Why is Boston on my best 1,000 albums ever list?
I lost myself in a familiar song. I closed my eyes and I slipped away.
Some stats & info about Boston
- What kind of musical stylings does this album represent? Boston Bands, Rock Music, Album Rock, Arena Rock, Hard Rock
- Rolling Stone’s greatest 500 albums ranking – not ranked!
- All Music’s rating – 4.5 out of 5 stars
- When was Boston released? 1976
- My ranking, the one you’re reading right now – #675 out of 1,000
Boston on Spotify
What does the “best 1,000 albums ever” mean and why are you doing this?

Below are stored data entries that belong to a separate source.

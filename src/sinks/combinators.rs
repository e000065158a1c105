//! Composable sink wrappers
//!
//! Combinators wrap other sinks functionally; there is no shared mutable
//! state between them. None of them isolate failures: a panicking inner
//! sink aborts the whole dispatch call.

use crate::core::{Severity, SharedSink, Sink};
use parking_lot::Mutex;
use std::io::Write;
use std::sync::Arc;

/// Fans every call out to N wrapped sinks, in the given order.
pub struct MultiSink {
    sinks: Vec<SharedSink>,
}

impl MultiSink {
    pub fn new(sinks: Vec<SharedSink>) -> Self {
        Self { sinks }
    }

    /// Builder-style variant for wrapping concrete sink values
    #[must_use]
    pub fn with<S: Sink + 'static>(mut self, sink: S) -> Self {
        self.sinks.push(Arc::new(sink));
        self
    }
}

impl Default for MultiSink {
    fn default() -> Self {
        Self::new(Vec::new())
    }
}

impl Sink for MultiSink {
    fn write(&self, level: Severity, line: &str) {
        for sink in &self.sinks {
            sink.write(level, line);
        }
    }
}

/// Wraps one sink with its own severity threshold.
///
/// The inner sink only observes calls at least as severe as the threshold,
/// using the same ordinal rule as the logger itself. This lets different
/// sinks apply independent minimum severities downstream of a single logger.
pub struct LevelFilterSink {
    threshold: Severity,
    inner: SharedSink,
}

impl LevelFilterSink {
    pub fn new<S: Sink + 'static>(threshold: Severity, inner: S) -> Self {
        Self {
            threshold,
            inner: Arc::new(inner),
        }
    }

    pub fn from_shared(threshold: Severity, inner: SharedSink) -> Self {
        Self { threshold, inner }
    }
}

impl Sink for LevelFilterSink {
    fn write(&self, level: Severity, line: &str) {
        if level.should_emit(self.threshold) {
            self.inner.write(level, line);
        }
    }
}

/// Routes by severity between two writers: `Error` and more severe to the
/// first, everything else to the second.
pub struct SplitSink<E: Write + Send, O: Write + Send> {
    error_writer: Mutex<E>,
    other_writer: Mutex<O>,
}

impl<E: Write + Send, O: Write + Send> SplitSink<E, O> {
    pub fn new(error_writer: E, other_writer: O) -> Self {
        Self {
            error_writer: Mutex::new(error_writer),
            other_writer: Mutex::new(other_writer),
        }
    }
}

impl<E: Write + Send, O: Write + Send> Sink for SplitSink<E, O> {
    fn write(&self, level: Severity, line: &str) {
        if level <= Severity::Error {
            let mut writer = self.error_writer.lock();
            let _ = writeln!(writer, "{}", line);
        } else {
            let mut writer = self.other_writer.lock();
            let _ = writeln!(writer, "{}", line);
        }
    }
}

#[cfg(test)]
mod tests {
    use super::*;

    fn capture() -> (SharedSink, Arc<Mutex<Vec<(Severity, String)>>>) {
        let captured: Arc<Mutex<Vec<(Severity, String)>>> = Arc::new(Mutex::new(Vec::new()));
        let captured_clone = Arc::clone(&captured);
        let sink: SharedSink = Arc::new(move |level: Severity, line: &str| {
            captured_clone.lock().push((level, line.to_string()));
        });
        (sink, captured)
    }

    #[test]
    fn test_multi_sink_order() {
        let (a, a_lines) = capture();
        let (b, b_lines) = capture();

        let multi = MultiSink::new(vec![a, b]);
        multi.write(Severity::Info, "one");
        multi.write(Severity::Error, "two");

        let a_lines = a_lines.lock();
        let b_lines = b_lines.lock();
        assert_eq!(a_lines.len(), 2);
        assert_eq!(*a_lines, *b_lines);
        assert_eq!(a_lines[0].1, "one");
        assert_eq!(a_lines[1].1, "two");
    }

    #[test]
    fn test_level_filter_blocks_less_severe() {
        let (inner, lines) = capture();
        let filtered = LevelFilterSink::from_shared(Severity::Error, inner);

        filtered.write(Severity::Debug, "dropped");
        filtered.write(Severity::Warning, "dropped");
        filtered.write(Severity::Error, "kept");
        filtered.write(Severity::Emergency, "kept");

        let lines = lines.lock();
        assert_eq!(lines.len(), 2);
        assert!(lines.iter().all(|(l, _)| *l <= Severity::Error));
    }

    #[test]
    fn test_split_sink_routes_by_severity() {
        let split = SplitSink::new(Vec::new(), Vec::new());

        split.write(Severity::Error, "to errors");
        split.write(Severity::Critical, "to errors");
        split.write(Severity::Info, "to other");

        let errors = String::from_utf8(split.error_writer.into_inner()).unwrap();
        let other = String::from_utf8(split.other_writer.into_inner()).unwrap();
        assert_eq!(errors, "to errors\nto errors\n");
        assert_eq!(other, "to other\n");
    }

    #[test]
    fn test_nested_combinators() {
        let (inner, lines) = capture();
        let multi = MultiSink::default().with(LevelFilterSink::from_shared(
            Severity::Warning,
            inner,
        ));

        multi.write(Severity::Info, "dropped");
        multi.write(Severity::Alert, "kept");

        assert_eq!(lines.lock().len(), 1);
    }
}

Yeah, I know it’s audacious, a little crazy (okay, maybe a lot cray cray), bordering on criminal nerdery.
But here’s what it’s NOT: a definitive list of the Greatest Albums of All-Time. This is 100% my own personal super biased, incredibly subjective review of what my top 1,000 albums are, ranked in painstaking order over the course of doing research for nearly a year, Rob from High Fidelity style. Find out more about why I embarked on a best 1,000 albums ever project.

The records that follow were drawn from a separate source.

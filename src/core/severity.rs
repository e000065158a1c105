//! Severity level definitions following RFC 5424

use serde::{Deserialize, Serialize};
use std::fmt;
use std::str::FromStr;

/// Log severity following the RFC 5424 eight-level scale.
///
/// Lower ordinal means higher severity: `Emergency` is 0, `Debug` is 7.
/// The derived ordering makes `level <= threshold` read as "at least as
/// severe as threshold", which is the filtering rule used throughout.
#[derive(Debug, Clone, Copy, PartialEq, Eq, PartialOrd, Ord, Hash, Serialize, Deserialize)]
#[derive(Default)]
pub enum Severity {
    Emergency = 0,
    Alert = 1,
    Critical = 2,
    Error = 3,
    Warning = 4,
    Notice = 5,
    #[default]
    Info = 6,
    Debug = 7,
}

impl Severity {
    pub const ALL: [Severity; 8] = [
        Severity::Emergency,
        Severity::Alert,
        Severity::Critical,
        Severity::Error,
        Severity::Warning,
        Severity::Notice,
        Severity::Info,
        Severity::Debug,
    ];

    pub fn to_str(&self) -> &'static str {
        match self {
            Severity::Emergency => "EMERGENCY",
            Severity::Alert => "ALERT",
            Severity::Critical => "CRITICAL",
            Severity::Error => "ERROR",
            Severity::Warning => "WARNING",
            Severity::Notice => "NOTICE",
            Severity::Info => "INFO",
            Severity::Debug => "DEBUG",
        }
    }

    /// Numeric ordinal of this severity (0 = most severe).
    #[must_use]
    pub fn ordinal(&self) -> u8 {
        *self as u8
    }

    /// Parse a severity from its numeric ordinal.
    ///
    /// Returns `None` for out-of-range values; configuration code that
    /// parses untrusted input normalizes with `unwrap_or_default()` (Info).
    #[must_use]
    pub fn from_ordinal(value: u8) -> Option<Self> {
        match value {
            0 => Some(Severity::Emergency),
            1 => Some(Severity::Alert),
            2 => Some(Severity::Critical),
            3 => Some(Severity::Error),
            4 => Some(Severity::Warning),
            5 => Some(Severity::Notice),
            6 => Some(Severity::Info),
            7 => Some(Severity::Debug),
            _ => None,
        }
    }

    /// Whether a message at this severity passes the given threshold.
    ///
    /// A message is emitted iff it is at least as severe as the threshold,
    /// i.e. its ordinal is numerically less than or equal.
    #[inline]
    #[must_use]
    pub fn should_emit(&self, threshold: Severity) -> bool {
        *self <= threshold
    }
}

impl fmt::Display for Severity {
    fn fmt(&self, f: &mut fmt::Formatter<'_>) -> fmt::Result {
        write!(f, "{}", self.to_str())
    }
}

impl FromStr for Severity {
    type Err = String;

    fn from_str(s: &str) -> Result<Self, Self::Err> {
        match s.to_uppercase().as_str() {
            "EMERGENCY" | "EMERG" => Ok(Severity::Emergency),
            "ALERT" => Ok(Severity::Alert),
            "CRITICAL" | "CRIT" => Ok(Severity::Critical),
            "ERROR" | "ERR" => Ok(Severity::Error),
            "WARNING" | "WARN" => Ok(Severity::Warning),
            "NOTICE" => Ok(Severity::Notice),
            "INFO" => Ok(Severity::Info),
            "DEBUG" => Ok(Severity::Debug),
            _ => Err(format!("Invalid severity: '{}'", s)),
        }
    }
}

What does Boston mean to me? What does it make me feel? Why is it exciting or compelling?
In revisiting Boston, I keep thinking things like “now this is ‘70s guitar rock, this is arena rock, this is album rock.” Because it’s all those things. It’s a band and an album that delivers one what it’s trying to execute upon exceptionally well. If that comes across with a slight whiff of snobbery, I’m not meaning to at all. To say it another way: Boston is quintessential 1970s hard rock and quite simply it kicks ass.
Cool note on the album from All Music:
[Boston guitarist] Tom Scholz, who wrote most of the songs, was a studio wizard and used self-designed equipment such as 12-track recording devices to come up with an anthemic “arena rock” sound before the term was even coined.
I’m absolutely loving “Smokin’” these days. The note above about Tom Scholz’ guitar and production work is so on point because the guitar work on this song is absolutely… well, let’s go with sizzling. And overall the song is fun and rocking as all get out. Great keyboard work as well.
Growing up on Long Island, New York in the 1980s and 1990s, I’ve listened to the iconic “More Than a Feeling” about 7,000 times on classic rock radio. But it holds up really well, even if it’s not quite my favorite song on the album.
What does turn me on more these days, frankly, is the rollicking “Peace of Mind,” which is a great showcase for Brad Delp’s vocals as well as being another blast of a guitar rock track.
The nearly eight minute long epic, “Foreplay / Long Time” is worthwhile for its pretty insane guitar and organ solos.